Did you even read the post? Shame and embarrassment is what led to the OP's predicament in the first place. She's controlling and abusive, and now you want her to start hitting, too? What is wrong with you?
Anonymous
It's an old post so shut up and move on PP.
Anonymous
LT My son stole a toy from his classmate today and i think i am angryyyyyy
Anonymous
Maybe she doesn't like your "homemade treats". Take her to the grocery store and let her pick out what she likes. Pack a serving for lunch.

I don't think letting her eat a somewhat junky lunch with healthy breakfast and dinner is bad.

Anonymous
So, what happened OP? I hope you let us know and are still on DCUM.
Anonymous
We don't spank a lot but when my 8yr old boy was caught taking lunch money from a desk he had to give back twice the money. That night we did warm his bare little behind. He never stole again.
Anonymous
I was a sneaky child with a bitchy, judgemental mom and my whole life until college I had to listen to her scream at me what a disgusting liar I was. I could fail to clean my room and somehow it was about how I was a sneaky, worthless liar. Gues what I became? A person who stole food, clothes, etc. through college. Guess what else I became? Obsessed with food and dieting to point of being scary skinny for a few years in high school and keeping diaries of everything I ate for about 10 years of my life. I really wish I had gone to therapy as a kid instead of being branded as a thief and a liar and having what little control over my life I did have taken away by my overbearing mother. Also - I was diagnosed with ADD in my 20s. That is linked with impulse control. I've learned to control it through behavior therapy - not meds.

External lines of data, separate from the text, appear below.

//! FITS-header store: an ordered keyword -> typed-value map shared between
//! the command thread (`fitsheader add/delete/clear`) and the exposure
//! engine (`write_to`).
//!
//! The header store is one of the "global mutable
//! singletons" that must become owned state behind a coordinator rather than
//! a module-level static; here it is a plain `struct` owned by
//! [`crate::instrument::Instrument`] and handed to callers for the duration
//! of one command, same discipline ci2's device handles use for their
//! mutexes.

use std::collections::HashMap;

use crate::error::{Error, Result};

pub const FITS_VALUE_STRING_MAX_LEN: usize = 70;

#[derive(Debug, Clone, PartialEq)]
pub enum Value {
    Boolean(bool),
    Integer(i64),
    Float(f64),
    Str(String),
    /// A comment card (`COMMENT`/`HISTORY`-style free text, no value slot).
    Comment,
}

#[derive(Debug, Clone)]
pub struct Record {
    pub keyword: String,
    pub value: Value,
    pub comment: Option<String>,
    pub units: Option<String>,
}

/// Ordered map keyword -> [`Record`]. Insertion order is preserved; adding a
/// record whose keyword already exists replaces the value in place without
/// moving its position, and keeps the previous comment/units unless the
/// caller supplies new ones.
#[derive(Debug, Clone, Default)]
pub struct FitsHeaderStore {
    order: Vec<String>,
    records: HashMap<String, Record>,
}

impl FitsHeaderStore {
    pub fn new() -> Self {
        FitsHeaderStore {
            order: Vec::new(),
            records: HashMap::new(),
        }
    }

    fn upsert(&mut self, keyword: &str, value: Value, comment: Option<String>, units: Option<String>) {
        let key = keyword.to_uppercase();
        if let Some(existing) = self.records.get_mut(&key) {
            existing.value = value;
            if comment.is_some() {
                existing.comment = comment;
            }
            if units.is_some() {
                existing.units = units;
            }
        } else {
            self.order.push(key.clone());
            self.records.insert(
                key.clone(),
                Record {
                    keyword: key,
                    value,
                    comment,
                    units,
                },
            );
        }
    }

    fn truncate_string(value: String) -> String {
        if value.chars().count() > FITS_VALUE_STRING_MAX_LEN {
            value.chars().take(FITS_VALUE_STRING_MAX_LEN).collect()
        } else {
            value
        }
    }

    pub fn add_bool(&mut self, keyword: &str, value: bool, comment: Option<&str>) {
        self.upsert(keyword, Value::Boolean(value), comment.map(str::to_string), None);
    }

    pub fn add_int(&mut self, keyword: &str, value: i64, comment: Option<&str>) {
        self.upsert(keyword, Value::Integer(value), comment.map(str::to_string), None);
    }

    pub fn add_float(&mut self, keyword: &str, value: f64, comment: Option<&str>) {
        self.upsert(keyword, Value::Float(value), comment.map(str::to_string), None);
    }

    pub fn add_string(&mut self, keyword: &str, value: &str, comment: Option<&str>) {
        self.upsert(
            keyword,
            Value::Str(Self::truncate_string(value.to_string())),
            comment.map(str::to_string),
            None,
        );
    }

    pub fn add_comment(&mut self, keyword: &str, text: &str) {
        self.upsert(keyword, Value::Comment, Some(text.to_string()), None);
    }

    pub fn add_units(&mut self, keyword: &str, units: &str) -> Result<()> {
        let key = keyword.to_uppercase();
        match self.records.get_mut(&key) {
            Some(record) => {
                record.units = Some(units.to_string());
                Ok(())
            }
            None => Err(Error::ArgumentRange(format!(
                "cannot set units on unknown keyword '{key}'"
            ))),
        }
    }

    pub fn delete(&mut self, keyword: &str) {
        let key = keyword.to_uppercase();
        if self.records.remove(&key).is_some() {
            self.order.retain(|k| k != &key);
        }
    }

    pub fn clear(&mut self) {
        self.order.clear();
        self.records.clear();
    }

    pub fn get(&self, keyword: &str) -> Option<&Record> {
        self.records.get(&keyword.to_uppercase())
    }

    /// Records in insertion order, for `write_to` or for cloning into a
    /// per-multrun base snapshot.
    pub fn iter(&self) -> impl Iterator<Item = &Record> {
        self.order.iter().filter_map(|k| self.records.get(k))
    }

    pub fn len(&self) -> usize {
        self.order.len()
    }

    pub fn is_empty(&self) -> bool {
        self.order.is_empty()
    }
}

#[cfg(test)]
mod tests {
    use super::*;

    #[test]
    fn add_on_existing_key_replaces_value_keeps_position() {
        let mut store = FitsHeaderStore::new();
        store.add_string("A", "first", None);
        store.add_string("K", "v1", None);
        store.add_string("B", "second", None);
        store.add_string("k", "v2", None); // lowercase key, same keyword

        let order: Vec<&str> = store.iter().map(|r| r.keyword.as_str()).collect();
        assert_eq!(order, vec!["A", "K", "B"]);
        match &store.get("K").unwrap().value {
            Value::Str(v) => assert_eq!(v, "v2"),
            other => panic!("unexpected value: {other:?}"),
        }
    }

    #[test]
    fn keywords_are_uppercased() {
        let mut store = FitsHeaderStore::new();
        store.add_int("obsnote", 1, None);
        assert!(store.get("OBSNOTE").is_some());
    }

    #[test]
    fn long_strings_are_truncated() {
        let mut store = FitsHeaderStore::new();
        let long = "x".repeat(200);
        store.add_string("LONGVAL", &long, None);
        match &store.get("LONGVAL").unwrap().value {
            Value::Str(v) => assert_eq!(v.len(), FITS_VALUE_STRING_MAX_LEN),
            other => panic!("unexpected value: {other:?}"),
        }
    }

    #[test]
    fn delete_and_clear() {
        let mut store = FitsHeaderStore::new();
        store.add_int("A", 1, None);
        store.add_int("B", 2, None);
        store.delete("A");
        assert!(store.get("A").is_none());
        assert_eq!(store.len(), 1);
        store.clear();
        assert!(store.is_empty());
    }

    #[test]
    fn comment_preserved_unless_overridden() {
        let mut store = FitsHeaderStore::new();
        store.add_int("K", 1, Some("first comment"));
        store.add_int("K", 2, None);
        assert_eq!(store.get("K").unwrap().comment.as_deref(), Some("first comment"));
        store.add_int("K", 3, Some("second comment"));
        assert_eq!(store.get("K").unwrap().comment.as_deref(), Some("second comment"));
    }
}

I think making her admit and apologize to the girls is a terrible idea. She will be unpopular for years to come and may fall in with a bad crowd. What do they have that she doesn't? Are they thinner, richer, prettier? Is she doing this because she just wants stuff and has no impulse control? Or is it about those girls? Or you?

I agree with "can't buy without a note" and I agree with people at the school knowing - just not the friends.

I think she needs to go to therapy and get to talk to the Dr. without you in the room. I think there is more to this and deep down there is a reason she does this that she can't tell you and you are part of the dynamic. Please invest the time now and perhaps salvage a relationship with your daughter when she is older. For a kid that age, therapy and guidance counselor sessions will both feel like punishment and give her a chance to work this out with someone other than you.
Anonymous
Well... I think a severe spanking would be the solution. When I was 7, I stole some money, a few cents, and my mother gave me the mother of all spankings with my dad's belt. I've never stolen again.
Anonymous
Don't worry, DCUM-ers, this isn't a case of someone(s) digging into the archives to dredge up an old controvercial post. For some reason, sometimes old posts float up to the top -- it happened to me, it can happen to anyone!

Some sort of glitch in the archiving system?
Anonymous
Anonymous wrote:Don't worry, DCUM-ers, this isn't a case of someone(s) digging into the archives to dredge up an old controvercial post. For some reason, sometimes old posts float up to the top -- it happened to me, it can happen to anyone!

Some sort of glitch in the archiving system?


The last two people who revived the threads were totally pro-hitting. I dont think it's a coincidence.

The gist of the pro-hitting posts was, "I hit my kid really hard and he never did THAT again!" But most kids don't do THAT again, even without their parents hitting them. THey are trying to justify their own laziness. I guess hitting is easier than actually disciplining your kid.
Anonymous
Anonymous wrote:Well... I think a severe spanking would be the solution. When I was 7, I stole some money, a few cents, and my mother gave me the mother of all spankings with my dad's belt. I've never stolen again.


My brother stole some stickers from the grocery store. My parents weren't lazy, so they took him back to the grocery store and had him apologize, return the stickers, and pay for the package he had already opened. I am sorry that your mom chose to hit you rather than get in the car. Going to the store took some time, though, whereas you can just go ahead and hit a child in a minute, before you have a chance to calm down. Your mom was lazy.